AVAILABLE DATA section start

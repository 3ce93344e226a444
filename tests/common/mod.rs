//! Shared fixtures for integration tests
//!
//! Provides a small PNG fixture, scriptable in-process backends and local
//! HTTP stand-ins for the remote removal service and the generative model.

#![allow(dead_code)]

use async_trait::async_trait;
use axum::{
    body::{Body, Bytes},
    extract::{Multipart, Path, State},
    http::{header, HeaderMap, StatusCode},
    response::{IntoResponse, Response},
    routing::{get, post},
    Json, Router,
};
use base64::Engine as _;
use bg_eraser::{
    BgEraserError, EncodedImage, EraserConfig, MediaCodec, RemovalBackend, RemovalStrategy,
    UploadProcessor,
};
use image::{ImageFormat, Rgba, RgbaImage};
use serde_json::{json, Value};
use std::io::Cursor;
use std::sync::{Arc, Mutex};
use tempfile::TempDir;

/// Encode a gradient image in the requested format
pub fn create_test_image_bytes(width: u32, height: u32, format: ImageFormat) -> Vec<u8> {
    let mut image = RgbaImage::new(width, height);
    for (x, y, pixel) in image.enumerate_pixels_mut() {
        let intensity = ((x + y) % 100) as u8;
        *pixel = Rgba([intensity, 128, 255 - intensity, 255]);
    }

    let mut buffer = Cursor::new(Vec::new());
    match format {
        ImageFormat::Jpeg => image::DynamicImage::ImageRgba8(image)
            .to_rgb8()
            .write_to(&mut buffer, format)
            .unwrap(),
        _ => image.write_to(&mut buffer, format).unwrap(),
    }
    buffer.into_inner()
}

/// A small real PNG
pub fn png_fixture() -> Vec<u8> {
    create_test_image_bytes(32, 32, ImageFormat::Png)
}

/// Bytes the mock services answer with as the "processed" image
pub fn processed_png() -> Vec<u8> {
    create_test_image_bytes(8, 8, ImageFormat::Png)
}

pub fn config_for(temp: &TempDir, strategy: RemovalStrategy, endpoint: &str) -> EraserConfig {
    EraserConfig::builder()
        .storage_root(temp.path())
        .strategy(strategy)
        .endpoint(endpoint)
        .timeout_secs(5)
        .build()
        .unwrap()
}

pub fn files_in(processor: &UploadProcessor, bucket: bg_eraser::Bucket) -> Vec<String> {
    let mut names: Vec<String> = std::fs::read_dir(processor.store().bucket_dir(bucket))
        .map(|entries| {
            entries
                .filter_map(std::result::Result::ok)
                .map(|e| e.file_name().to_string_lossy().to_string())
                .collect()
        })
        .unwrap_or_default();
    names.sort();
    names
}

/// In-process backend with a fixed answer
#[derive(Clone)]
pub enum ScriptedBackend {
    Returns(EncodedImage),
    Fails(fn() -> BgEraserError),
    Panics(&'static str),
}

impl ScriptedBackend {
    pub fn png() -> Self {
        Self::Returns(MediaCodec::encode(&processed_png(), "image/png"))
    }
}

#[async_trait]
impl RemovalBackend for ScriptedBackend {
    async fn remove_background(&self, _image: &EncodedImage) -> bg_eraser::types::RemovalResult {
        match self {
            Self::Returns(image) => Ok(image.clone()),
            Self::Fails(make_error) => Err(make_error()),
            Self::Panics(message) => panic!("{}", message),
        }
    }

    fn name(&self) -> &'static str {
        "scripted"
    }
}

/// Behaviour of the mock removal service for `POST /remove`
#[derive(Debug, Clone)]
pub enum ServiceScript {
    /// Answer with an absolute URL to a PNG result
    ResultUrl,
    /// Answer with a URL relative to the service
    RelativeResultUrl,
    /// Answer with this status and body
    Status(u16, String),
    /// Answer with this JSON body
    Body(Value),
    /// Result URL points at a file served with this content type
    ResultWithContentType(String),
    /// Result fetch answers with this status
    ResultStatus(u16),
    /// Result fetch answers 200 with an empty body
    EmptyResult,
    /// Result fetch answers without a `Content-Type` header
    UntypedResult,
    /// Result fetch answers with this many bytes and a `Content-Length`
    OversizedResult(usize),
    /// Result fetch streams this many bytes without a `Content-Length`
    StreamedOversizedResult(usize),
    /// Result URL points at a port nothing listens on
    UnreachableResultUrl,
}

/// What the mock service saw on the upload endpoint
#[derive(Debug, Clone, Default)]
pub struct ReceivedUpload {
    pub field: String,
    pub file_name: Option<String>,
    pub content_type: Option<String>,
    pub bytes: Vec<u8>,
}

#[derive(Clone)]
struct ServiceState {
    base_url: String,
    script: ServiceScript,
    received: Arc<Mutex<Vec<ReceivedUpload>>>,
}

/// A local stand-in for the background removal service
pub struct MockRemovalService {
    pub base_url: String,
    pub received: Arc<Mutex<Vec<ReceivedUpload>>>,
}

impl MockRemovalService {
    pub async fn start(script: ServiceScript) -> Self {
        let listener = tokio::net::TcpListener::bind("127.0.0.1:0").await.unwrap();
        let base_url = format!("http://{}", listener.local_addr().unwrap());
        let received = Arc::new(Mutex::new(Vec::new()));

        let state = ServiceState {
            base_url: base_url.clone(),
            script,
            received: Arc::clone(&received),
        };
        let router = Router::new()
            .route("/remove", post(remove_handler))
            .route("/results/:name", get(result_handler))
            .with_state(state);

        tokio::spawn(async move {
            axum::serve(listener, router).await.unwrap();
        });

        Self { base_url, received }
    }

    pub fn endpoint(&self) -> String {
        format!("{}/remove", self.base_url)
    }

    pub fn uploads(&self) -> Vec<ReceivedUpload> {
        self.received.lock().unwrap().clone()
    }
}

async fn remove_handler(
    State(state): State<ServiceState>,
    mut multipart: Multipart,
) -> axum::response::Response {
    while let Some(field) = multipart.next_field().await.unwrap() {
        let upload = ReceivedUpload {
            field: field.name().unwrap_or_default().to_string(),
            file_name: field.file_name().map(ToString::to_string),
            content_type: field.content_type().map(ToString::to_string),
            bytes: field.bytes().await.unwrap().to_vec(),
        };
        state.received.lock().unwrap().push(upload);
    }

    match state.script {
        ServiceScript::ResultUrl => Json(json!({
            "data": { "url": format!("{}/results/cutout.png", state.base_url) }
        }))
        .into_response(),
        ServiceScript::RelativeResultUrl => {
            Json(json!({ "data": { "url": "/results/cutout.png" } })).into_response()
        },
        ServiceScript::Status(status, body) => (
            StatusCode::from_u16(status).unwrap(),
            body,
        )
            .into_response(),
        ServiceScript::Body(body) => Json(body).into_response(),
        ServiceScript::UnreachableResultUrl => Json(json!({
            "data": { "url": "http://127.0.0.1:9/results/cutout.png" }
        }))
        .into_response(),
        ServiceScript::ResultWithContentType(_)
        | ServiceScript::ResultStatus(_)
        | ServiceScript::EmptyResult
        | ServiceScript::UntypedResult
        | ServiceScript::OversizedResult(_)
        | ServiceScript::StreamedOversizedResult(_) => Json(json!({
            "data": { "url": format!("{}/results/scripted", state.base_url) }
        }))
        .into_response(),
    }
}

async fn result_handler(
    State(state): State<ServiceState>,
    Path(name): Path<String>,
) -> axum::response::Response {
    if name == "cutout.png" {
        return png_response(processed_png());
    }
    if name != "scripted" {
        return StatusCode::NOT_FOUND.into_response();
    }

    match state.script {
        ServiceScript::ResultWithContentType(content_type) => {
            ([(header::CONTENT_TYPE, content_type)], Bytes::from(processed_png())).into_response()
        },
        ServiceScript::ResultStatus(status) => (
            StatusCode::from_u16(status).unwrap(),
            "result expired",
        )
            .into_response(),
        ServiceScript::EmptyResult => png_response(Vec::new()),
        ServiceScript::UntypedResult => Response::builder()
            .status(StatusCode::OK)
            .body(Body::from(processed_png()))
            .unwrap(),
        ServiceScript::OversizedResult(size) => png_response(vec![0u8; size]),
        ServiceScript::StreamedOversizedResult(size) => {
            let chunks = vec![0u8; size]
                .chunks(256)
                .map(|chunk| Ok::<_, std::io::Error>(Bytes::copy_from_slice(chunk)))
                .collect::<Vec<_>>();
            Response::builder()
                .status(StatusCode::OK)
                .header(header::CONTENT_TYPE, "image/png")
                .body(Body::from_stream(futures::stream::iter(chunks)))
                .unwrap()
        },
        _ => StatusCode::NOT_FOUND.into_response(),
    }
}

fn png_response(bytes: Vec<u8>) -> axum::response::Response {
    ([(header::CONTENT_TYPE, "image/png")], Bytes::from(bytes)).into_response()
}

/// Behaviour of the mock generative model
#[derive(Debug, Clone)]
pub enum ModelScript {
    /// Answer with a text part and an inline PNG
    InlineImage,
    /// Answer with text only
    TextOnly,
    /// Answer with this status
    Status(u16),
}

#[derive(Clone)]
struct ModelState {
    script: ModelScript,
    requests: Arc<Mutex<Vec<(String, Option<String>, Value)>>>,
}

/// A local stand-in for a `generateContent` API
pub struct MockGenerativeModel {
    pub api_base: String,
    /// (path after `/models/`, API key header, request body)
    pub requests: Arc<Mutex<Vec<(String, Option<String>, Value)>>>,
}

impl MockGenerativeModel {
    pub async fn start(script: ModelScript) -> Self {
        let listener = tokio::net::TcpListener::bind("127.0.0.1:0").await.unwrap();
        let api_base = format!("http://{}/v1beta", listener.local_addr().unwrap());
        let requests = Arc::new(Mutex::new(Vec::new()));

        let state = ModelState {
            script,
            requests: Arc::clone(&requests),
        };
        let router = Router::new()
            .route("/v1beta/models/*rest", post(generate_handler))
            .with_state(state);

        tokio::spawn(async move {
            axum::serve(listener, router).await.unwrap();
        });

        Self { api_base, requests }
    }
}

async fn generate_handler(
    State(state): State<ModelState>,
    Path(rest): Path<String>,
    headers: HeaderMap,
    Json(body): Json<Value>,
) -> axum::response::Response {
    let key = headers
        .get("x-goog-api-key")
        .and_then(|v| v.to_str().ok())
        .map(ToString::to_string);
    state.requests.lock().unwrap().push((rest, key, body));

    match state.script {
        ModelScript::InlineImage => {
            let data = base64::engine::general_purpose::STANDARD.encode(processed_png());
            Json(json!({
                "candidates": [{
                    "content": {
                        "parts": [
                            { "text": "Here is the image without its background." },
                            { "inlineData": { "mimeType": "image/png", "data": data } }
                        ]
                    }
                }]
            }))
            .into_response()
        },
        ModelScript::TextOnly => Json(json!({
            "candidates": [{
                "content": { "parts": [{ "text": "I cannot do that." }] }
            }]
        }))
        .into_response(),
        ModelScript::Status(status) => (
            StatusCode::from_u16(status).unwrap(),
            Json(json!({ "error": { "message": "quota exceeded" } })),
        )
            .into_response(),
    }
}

AVAILABLE DATA section end

* **ABOUT THIS TASK**: There is a run of lines above from the one with "background removal service" to the one with "let received = Arc::new(Mutex::new(Vec::new()));"; print exactly that run, both ends included, and nothing else.

* **YOUR SOLUTION**:
/// A local stand-in for the background removal service
pub struct MockRemovalService {
    pub base_url: String,
    pub received: Arc<Mutex<Vec<ReceivedUpload>>>,
}

impl MockRemovalService {
    pub async fn start(script: ServiceScript) -> Self {
        let listener = tokio::net::TcpListener::bind("127.0.0.1:0").await.unwrap();
        let base_url = format!("http://{}", listener.local_addr().unwrap());
        let received = Arc::new(Mutex::new(Vec::new()));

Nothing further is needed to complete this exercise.